The entire "economic development" policy for the last 50-60 years is getting "upper middle class families from Novi" to shower dollars on the city. What are the major projects in the city? Stadia, convention centers, office, destination restaurants, etc. This is almost entirely geared towards separating dollars from suburban pocketbooks.
There is almost nothing getting built/subsidized downtown that doesn't require 90%+ suburban participation. So, yeah, if you are part of the downtown/midtown cheering squad, you better want Barb from Novi to have easy accessibility downtown, or no one's going to show up at Comerica or Orchestra Hall or the Motown Hoedown or whatever the hell it's called.
It's simple math. Detroit comprises 10% of the region's population, and probably not even 5% of the region's wealth. The city is overwhelmingly poor and destitute. There is no way to have any sort of economic policy for downtown/midtown without courting those living outside Detroit.
Indeed they would disappear. The few people traveling into Detroit would become even fewer, and the remaining businesses would perish. Then the armchair urban planners of DYes could rant and rave against the evil, racist suburbanites, and their refusal to travel 2 hours on surface roads for a taco in Mexicantown.
And Williamsburg, Brooklyn, arguably the hottest neighborhood basically anywhere, has an elevated freeway gashing right through the heart of the neighborhood. While it's hideous and probably shouldn't have been built, and sits in a city where most people don't even own cars, no one would seriously advocate for its removal.
And the surrounding blocks have tons of development and vitality, with projects being built right up against the freeway.
It depends on how you define the return on investment ane taxpayers.
For suburbanites, they receive the non-monetary benefit of being able to work/play in and travel through isolated parts of the city without having to face the major problems that plague the city.

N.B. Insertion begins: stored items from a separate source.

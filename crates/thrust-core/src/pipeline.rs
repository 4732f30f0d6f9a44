//! Per-file analysis and batch aggregation.
//!
//! Each file runs parse → role detection → column selection → metric
//! extraction on its own. A file that cannot be parsed becomes one error
//! string in the batch result and the remaining files are still analysed.

use std::path::{Path, PathBuf};
use std::time::Instant;

use serde::Serialize;
use tracing::{debug, info, info_span, warn};

use thrust_ingest::{IngestError, detect_column_roles, parse_file};
use thrust_metrics::{MetricExtractor, prepare_time_series};
use thrust_model::{ColumnRoleMap, Diagnostics, PropulsionMetrics, RawDataset, TimeSeries};

use crate::options::AnalysisOptions;
use crate::selection::{ColumnSelection, Selection, SelectionSource, select_columns};

/// One file to analyse: its name (for format detection and messages) and
/// its raw contents.
#[derive(Debug, Clone, PartialEq, Eq)]
pub struct FileInput {
    pub name: String,
    pub bytes: Vec<u8>,
}

impl FileInput {
    pub fn new(name: impl Into<String>, bytes: impl Into<Vec<u8>>) -> Self {
        Self {
            name: name.into(),
            bytes: bytes.into(),
        }
    }

    /// Reads a file from disk, naming the input after the file name.
    pub fn from_path(path: &Path) -> Result<Self, IngestError> {
        let bytes = std::fs::read(path).map_err(|source| IngestError::FileRead {
            path: path.to_path_buf(),
            source,
        })?;
        Ok(Self {
            name: display_name(path),
            bytes,
        })
    }
}

/// File name of `path`, or the whole path when it has none.
fn display_name(path: &Path) -> String {
    match path.file_name() {
        Some(name) => name.to_string_lossy().into_owned(),
        None => path.display().to_string(),
    }
}

/// Everything produced for one successfully parsed file.
#[derive(Debug, Clone, PartialEq, Serialize)]
#[serde(rename_all = "camelCase")]
pub struct FileAnalysis {
    pub file_name: String,
    pub dataset: RawDataset,
    pub roles: ColumnRoleMap,
    pub selection: Option<ColumnSelection>,
    /// Series the metrics were computed from, time-sorted.
    #[serde(skip)]
    pub series: Option<TimeSeries>,
    /// `None` when no usable time/thrust pair was found.
    pub metrics: Option<PropulsionMetrics>,
    /// Pipeline-level notes such as auto-selected columns. Parser warnings
    /// stay on the dataset and metric warnings on the metrics.
    pub warnings: Diagnostics,
}

impl FileAnalysis {
    /// Every warning for this file in pipeline order: parsing, selection,
    /// metrics.
    pub fn all_warnings(&self) -> Vec<String> {
        let mut all = Diagnostics::new();
        all.extend(self.dataset.warnings.iter().cloned());
        all.extend(self.warnings.iter().map(str::to_string));
        if let Some(metrics) = &self.metrics {
            all.extend(metrics.warning_messages());
        }
        all.into_vec()
    }
}

/// Combined outcome of a batch. Append-only, in input order.
#[derive(Debug, Clone, Default, PartialEq, Serialize)]
pub struct BatchResult {
    pub analyses: Vec<FileAnalysis>,
    /// One `"<file>: <error>"` entry per file that could not be parsed.
    pub errors: Vec<String>,
}

impl BatchResult {
    pub fn has_errors(&self) -> bool {
        !self.errors.is_empty()
    }

    pub fn file_count(&self) -> usize {
        self.analyses.len() + self.errors.len()
    }

    fn record(&mut self, name: &str, outcome: Result<FileAnalysis, IngestError>) {
        match outcome {
            Ok(analysis) => self.analyses.push(analysis),
            Err(error) => {
                warn!(file = %name, error = %error, "file failed");
                self.errors.push(format!("{name}: {error}"));
            }
        }
    }
}

/// Analyses one file.
///
/// Only parse failures are errors. Missing columns and metric problems are
/// recorded as warnings on the returned analysis.
pub fn analyze_file(
    input: &FileInput,
    options: &AnalysisOptions,
) -> Result<FileAnalysis, IngestError> {
    let span = info_span!("analyze_file", file = %input.name);
    let _guard = span.enter();
    let start = Instant::now();

    let dataset = parse_file(&input.name, &input.bytes)?;
    let roles = detect_column_roles(&dataset.headers);
    debug!(roles = roles.len(), "detected column roles");

    let mut warnings = Diagnostics::new();
    let selection = match select_columns(&dataset, &roles, options) {
        Selection::Selected(selection) => {
            if selection.source == SelectionSource::AutoDetected {
                warnings.push(format!(
                    "Using auto-detected columns - Time: '{}', Thrust: '{}'",
                    selection.time, selection.thrust
                ));
            }
            Some(selection)
        }
        Selection::UnknownColumn(column) => {
            warnings.push(format!("Column '{column}' not found; metrics not computed"));
            None
        }
        Selection::NotFound => {
            warnings.push("Could not identify time and thrust columns; metrics not computed");
            None
        }
    };

    let mut series = None;
    let mut metrics = None;
    if let Some(selection) = &selection {
        match prepare_time_series(&dataset, &selection.time, &selection.thrust) {
            Ok(prepared) => {
                metrics = Some(MetricExtractor::new(options.metrics).extract_all(&prepared));
                series = Some(prepared);
            }
            Err(error) => warnings.push(format!("Metric extraction failed: {error}")),
        }
    }

    info!(
        rows = dataset.row_count(),
        columns = dataset.column_count(),
        has_metrics = metrics.is_some(),
        duration_ms = start.elapsed().as_millis(),
        "file analyzed"
    );

    Ok(FileAnalysis {
        file_name: input.name.clone(),
        dataset,
        roles,
        selection,
        series,
        metrics,
        warnings,
    })
}

/// Analyses files one after another. A failing file never stops the batch.
pub fn analyze_batch<I>(inputs: I, options: &AnalysisOptions) -> BatchResult
where
    I: IntoIterator<Item = FileInput>,
{
    let mut result = BatchResult::default();
    for input in inputs {
        let outcome = analyze_file(&input, options);
        result.record(&input.name, outcome);
    }
    info!(
        analyzed = result.analyses.len(),
        failed = result.errors.len(),
        "batch complete"
    );
    result
}

/// Reads and analyses files from disk. Unreadable files are batch errors.
pub fn analyze_paths(paths: &[PathBuf], options: &AnalysisOptions) -> BatchResult {
    let mut result = BatchResult::default();
    for path in paths {
        let name = display_name(path);
        let outcome = FileInput::from_path(path).and_then(|input| analyze_file(&input, options));
        result.record(&name, outcome);
    }
    info!(
        analyzed = result.analyses.len(),
        failed = result.errors.len(),
        "batch complete"
    );
    result
}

Given that we have yet to see any large scale change in regional/state policies and living/commuting patterns, this sunken cost was obviously worth it to them for that benefit.
And given that these same suburbanites now control majority of lansing and make up majority of the region's populations, I wouldn't hold my breath for things to be done differently any time soom...
Unfortunately, Bham1982 is right. While what he says doesn't seem to align with how most on DYes feel, everything he says is exactly how the silent majority in "SE Michigan" feel...
Except none of those are "heavy industry", or specifically located on the East Side. The only "heavy industry" that lead to the demise of the East Side was Krack Sales, and possibly the loss of jobs @ some of the places you mentioned. It is because of those jobs, and the lack of crime from jobless residents not needing a fix, that the East Side grew. Freeways were needed to bring in raw materials, and take out finished product.
Ah, yes. Just a few more years of study. To confirm what everybody else already knows. ;)
Look at a freeway. What do you see when you look at it? Look carefully and minutely. Stand there for an hour and watch it and formulate in your mind exactly what it is you're looking at and what aesthetic value it has.
You will realize you are looking at something monumentally ugly and wasteful. Ask yourself if you would want your neighborhood near anything like it. Or, if your neighborhood were near one, ask if you'd want it enlarged.
We all know the answer already.
Cities like Vancouver are experiencing growth, rising values, prosperity, and no doomsday traffic jams without any freeways at all. We don't need them.
But, whatever. Keep on "studying" the problem.
That's an excellent case in point. Why, when I-696 was being built, did the route get such resistance from people with money and resources? Why was I-275 never completed? Why didn't the moneyed people of the proposed corridor welcome the prosperity and development the freeway was bound to bring?
We all know the answers. You can bet that anybody who still champions the freeway as the way of the future is just engaging in some increasingly dubious sophistry. The future will look very different from the 20-lane freeways our local planners still feverishly dream of. We should start planning that transition now, instead of when we have to take a crash-course in 21st century realities.